Off the Rails - Thailand 's overnight rail service from Southern Thailand

Thailand 's overnight rail service from Southern Thailand to Bangkok is frequented by time-poor travellers, usually returning from the islands of the east coast. More interesting is the insight into life beside this important transport system, which it seems, can only be experienced by this mode of travel.

Starting the journey one expects to see more of the same beautiful lush but flat land first appearing for miles, with occasional passing of towns, houses and crossings.

As it grows dark, the lights of crossings and houses illuminate old faces, smoking against a variety of buildings. A group of teenagers gather in a parking lot, all driving scooters, some laughing, others arms are crossed as they prefer the role of spectator.

After the beds are stowed away in the sleeper carriages, and guests woken to greet the morning, the true vibrant life of this rail-side existence is apparent. It is six-thirty am and the city is already awake.

Just out of Bangkok the corrugated rail-side villages come into view as people start their daily routine. It is a different life from other shacks in the heart of the city, as the inhabitants are under constant scrutiny by the wide-eyed onlookers watching their movements in bored fascination out of carriage windows.

Smoke billows out of one of the poorly joined roves and a young Thai man sits preparing vegetables, which will later be available char-grilled at one of the hundreds of street vendors.

An old man with a weathered face and hand-rolled cigarette sits to watch as the train passes. It is a sight he is obviously accustomed to, his blank expression scours the carriages to find a point of interest. However, it seems he has seen this phenomenon enough to loose interest in the anonymous faces passing at a dizzying speed.

Like many parts of the country, stray shaggy dogs litter the tracks with forlorn hungry faces. They scour the littered rail lines for mere morsels beneath the multitude of dumped mattresses, broken chairs and other littered items scattered in a ditch between the two rail tracks. One has a balding back, with scabby ears and looks weak as it hobbles around in search of food.
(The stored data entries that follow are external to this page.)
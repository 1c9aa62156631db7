#![forbid(unsafe_code)]

//! Domain model for the daily reward flow: plans, the fixed quiz, the
//! per-epoch progress state machine and the host-side profile.

pub mod model;
pub mod time;

pub use model::{
    AwardEvent, DailyProgress, Level, Plan, PointsProgress, ProgressError, QuizError, QuizItem,
    RewardState, UserProfile,
};
pub use time::Clock;
mod points_vm;
mod reward_vm;

pub use points_vm::{MilestoneTileVm, PointsProgressVm, map_points_progress};
pub use reward_vm::{QuizResultVm, RewardModalVm, RewardOptionVm, map_reward_modal};
use dioxus::prelude::*;
use dioxus_router::Router;

use crate::routes::Route;

#[component]
pub fn App() -> Element {
    rsx! {
        document::Stylesheet { href: asset!("/assets/style.css") }
        document::Title { "Boba Social" }

        div { class: "App",
            ErrorBoundary {
                handle_error: |errors: ErrorContext| rsx! {
                    div { class: "fatal",
                        h1 { "Something went wrong" }
                        pre { "{errors:?}" }
                    }
                },
                Router::<Route> {}
            }
        }
    }
}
Further into Bangkok a stretch of station pavement is converted into a makeshift exercise yard. The locals jog, walk and stretch on the two metre wide concrete slab. They walk dogs, healthy and well-fed, a sharp contrast to the hobbling balding misery seen further out of town.
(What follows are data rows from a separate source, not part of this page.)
//! Signal Bridge (`spec.md` §4.7): a `sigaction` handler writes the raw
//! signal number into a self-pipe using only async-signal-safe operations;
//! the owning connection's read side drains it in `sizeof(i32)` increments
//! and turns each one into unattached work for the worker pool.
//!
//! The handler itself cannot close over Rust state, so the write end's raw
//! fd is stashed in a process-wide `AtomicI32` (`WRITE_FD`) rather than
//! captured — the same trick `queen-io`'s `Awakener` assumes a caller will
//! apply when registering it with a signal.

use std::collections::HashMap;
use std::os::unix::io::{AsRawFd, RawFd};
use std::sync::atomic::{AtomicI32, Ordering};
use std::sync::{Condvar, Mutex, RwLock};

use libc::{c_int, c_void};

use crate::connection::WorkItem;
use crate::registry::RegistryState;
use crate::sys::awakener::Awakener;

static WRITE_FD: AtomicI32 = AtomicI32::new(-1);

extern "C" fn handle_signal(signum: c_int) {
    let fd = WRITE_FD.load(Ordering::Relaxed);
    if fd < 0 {
        return;
    }

    let bytes = signum.to_ne_bytes();
    let mut off = 0;
    while off < bytes.len() {
        let ret = unsafe {
            libc::write(
                fd,
                bytes[off..].as_ptr() as *const c_void,
                bytes.len() - off,
            )
        };
        if ret >= 0 {
            off += ret as usize;
            continue;
        }

        let errno = unsafe { *libc::__errno_location() };
        if errno == libc::EINTR || errno == libc::EAGAIN || errno == libc::EWOULDBLOCK {
            continue;
        }
        // EPIPE/EBADF: the bridge is mid-shutdown. Swallow and return, per
        // spec.md §4.7's "shutdown race" note.
        return;
    }
}

/// Per-signal-number dispatch table, guarded by its own `RwLock` so signal
/// registration never contends with the primary registry mutex
/// (`spec.md` §5).
pub struct SignalBridge {
    awakener: Awakener,
    table: RwLock<HashMap<i32, Vec<Box<dyn Fn() -> WorkItem + Send + Sync>>>>,
}

impl SignalBridge {
    pub fn new() -> std::io::Result<SignalBridge> {
        Ok(SignalBridge {
            awakener: Awakener::new()?,
            table: RwLock::new(HashMap::new()),
        })
    }

    pub fn reader_fd(&self) -> RawFd {
        self.awakener.as_raw_fd()
    }

    /// Installs a `sigaction` for `signum` the first time it is registered
    /// and records `make_work` to produce a fresh `WorkItem` every time
    /// that signal is observed.
    pub fn register(
        &self,
        signum: i32,
        make_work: impl Fn() -> WorkItem + Send + Sync + 'static,
    ) -> std::io::Result<()> {
        let mut table = self.table.write().unwrap();
        let first_for_signum = !table.contains_key(&signum);
        table.entry(signum).or_default().push(Box::new(make_work));

        if first_for_signum {
            WRITE_FD.store(self.awakener.writer_raw_fd(), Ordering::Relaxed);
            install_handler(signum)?;
        }
        Ok(())
    }

    /// Drains the self-pipe in `sizeof(i32)` increments and, for each
    /// signal observed, enqueues its registered work onto `state`'s
    /// unattached-work queue, waking the watch loop.
    pub fn drain_and_dispatch(&self, state: &Mutex<RegistryState>, watch_sleep: &Condvar) {
        let mut signums = Vec::new();
        let mut buf = [0u8; 4];
        loop {
            let n = unsafe {
                libc::read(self.reader_fd(), buf.as_mut_ptr() as *mut c_void, buf.len())
            };
            if n == buf.len() as isize {
                signums.push(i32::from_ne_bytes(buf));
                continue;
            }
            break;
        }

        if signums.is_empty() {
            return;
        }

        let table = self.table.read().unwrap();
        let mut guard = state.lock().unwrap();
        for signum in signums {
            match table.get(&signum) {
                Some(makers) => {
                    for make_work in makers {
                        guard.unattached_work.push_back(make_work());
                    }
                }
                None => log::warn!("unmatched signal {}", signum),
            }
        }
        drop(guard);
        watch_sleep.notify_all();
    }

    /// Resets the handler table to uninitialized without touching
    /// installed `sigaction`s — the child of a `fork()` gets a fresh
    /// `SignalBridge` and reinstalls its own handlers on first
    /// `register()` (`spec.md` §13).
    pub fn reset_after_fork(&self) {
        self.table.write().unwrap().clear();
        WRITE_FD.store(-1, Ordering::Relaxed);
    }
}

fn install_handler(signum: i32) -> std::io::Result<()> {
    unsafe {
        let mut sa: libc::sigaction = std::mem::zeroed();
        sa.sa_sigaction = handle_signal as usize;
        sa.sa_flags = libc::SA_RESTART;
        libc::sigemptyset(&mut sa.sa_mask);

        if libc::sigaction(signum, &sa, std::ptr::null_mut()) != 0 {
            return Err(std::io::Error::last_os_error());
        }
    }
    Ok(())
}

#[cfg(test)]
mod test {
    use super::*;
    use crate::connection::WorkStatus;
    use std::sync::mpsc;
    use std::time::Duration;

    #[test]
    fn register_and_dispatch_on_raise() {
        let bridge = SignalBridge::new().unwrap();
        let (tx, rx) = mpsc::channel();

        bridge
            .register(libc::SIGUSR1, move || {
                let tx = tx.clone();
                WorkItem::run(move |status| {
                    tx.send(status).unwrap();
                })
            })
            .unwrap();

        unsafe {
            libc::raise(libc::SIGUSR1);
        }

        let state = Mutex::new(RegistryState::new());
        let watch_sleep = Condvar::new();

        // Give the (synchronously delivered) handler a moment to land; on
        // Linux `raise` delivers before returning, so this is immediate.
        bridge.drain_and_dispatch(&state, &watch_sleep);

        let item = state.lock().unwrap().unattached_work.pop_front().unwrap();
        if let crate::connection::WorkKind::Run(f) = item.kind {
            f(WorkStatus::Run);
        }
        assert_eq!(rx.recv_timeout(Duration::from_secs(1)).unwrap(), WorkStatus::Run);
    }

    #[test]
    fn unmatched_signal_is_logged_not_panicking() {
        let bridge = SignalBridge::new().unwrap();
        bridge
            .register(libc::SIGUSR2, || WorkItem::run(|_| {}))
            .unwrap();

        unsafe {
            libc::raise(libc::SIGUSR2);
        }

        let state = Mutex::new(RegistryState::new());
        let watch_sleep = Condvar::new();
        bridge.drain_and_dispatch(&state, &watch_sleep);
        assert_eq!(state.lock().unwrap().unattached_work.len(), 1);
    }
}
The lack of space along these rail areas has made these people resourceful and it seems there is no taboo about the danger of trains here.

Children's play equipment is visible between the tracks, a shock to Western over-regulated eyes. At first glance, its seems to blend into the scattered rubbish, closer inspection reveals it is perhaps used by the children of the shanty shacks, imbedded into the ground without signs of decay as other rubbish.

Flashes of Buddhist shrines erupt in colour between buildings and rooftops, decorated in flowers and lays, they illustrate the pious nature of these people.

One cannot help but respect this simple life carried out by people under the watchful eye of tourists, commuters and locals. It is a journey and cultural insight of Thailand not expected, though thoroughly appreciated.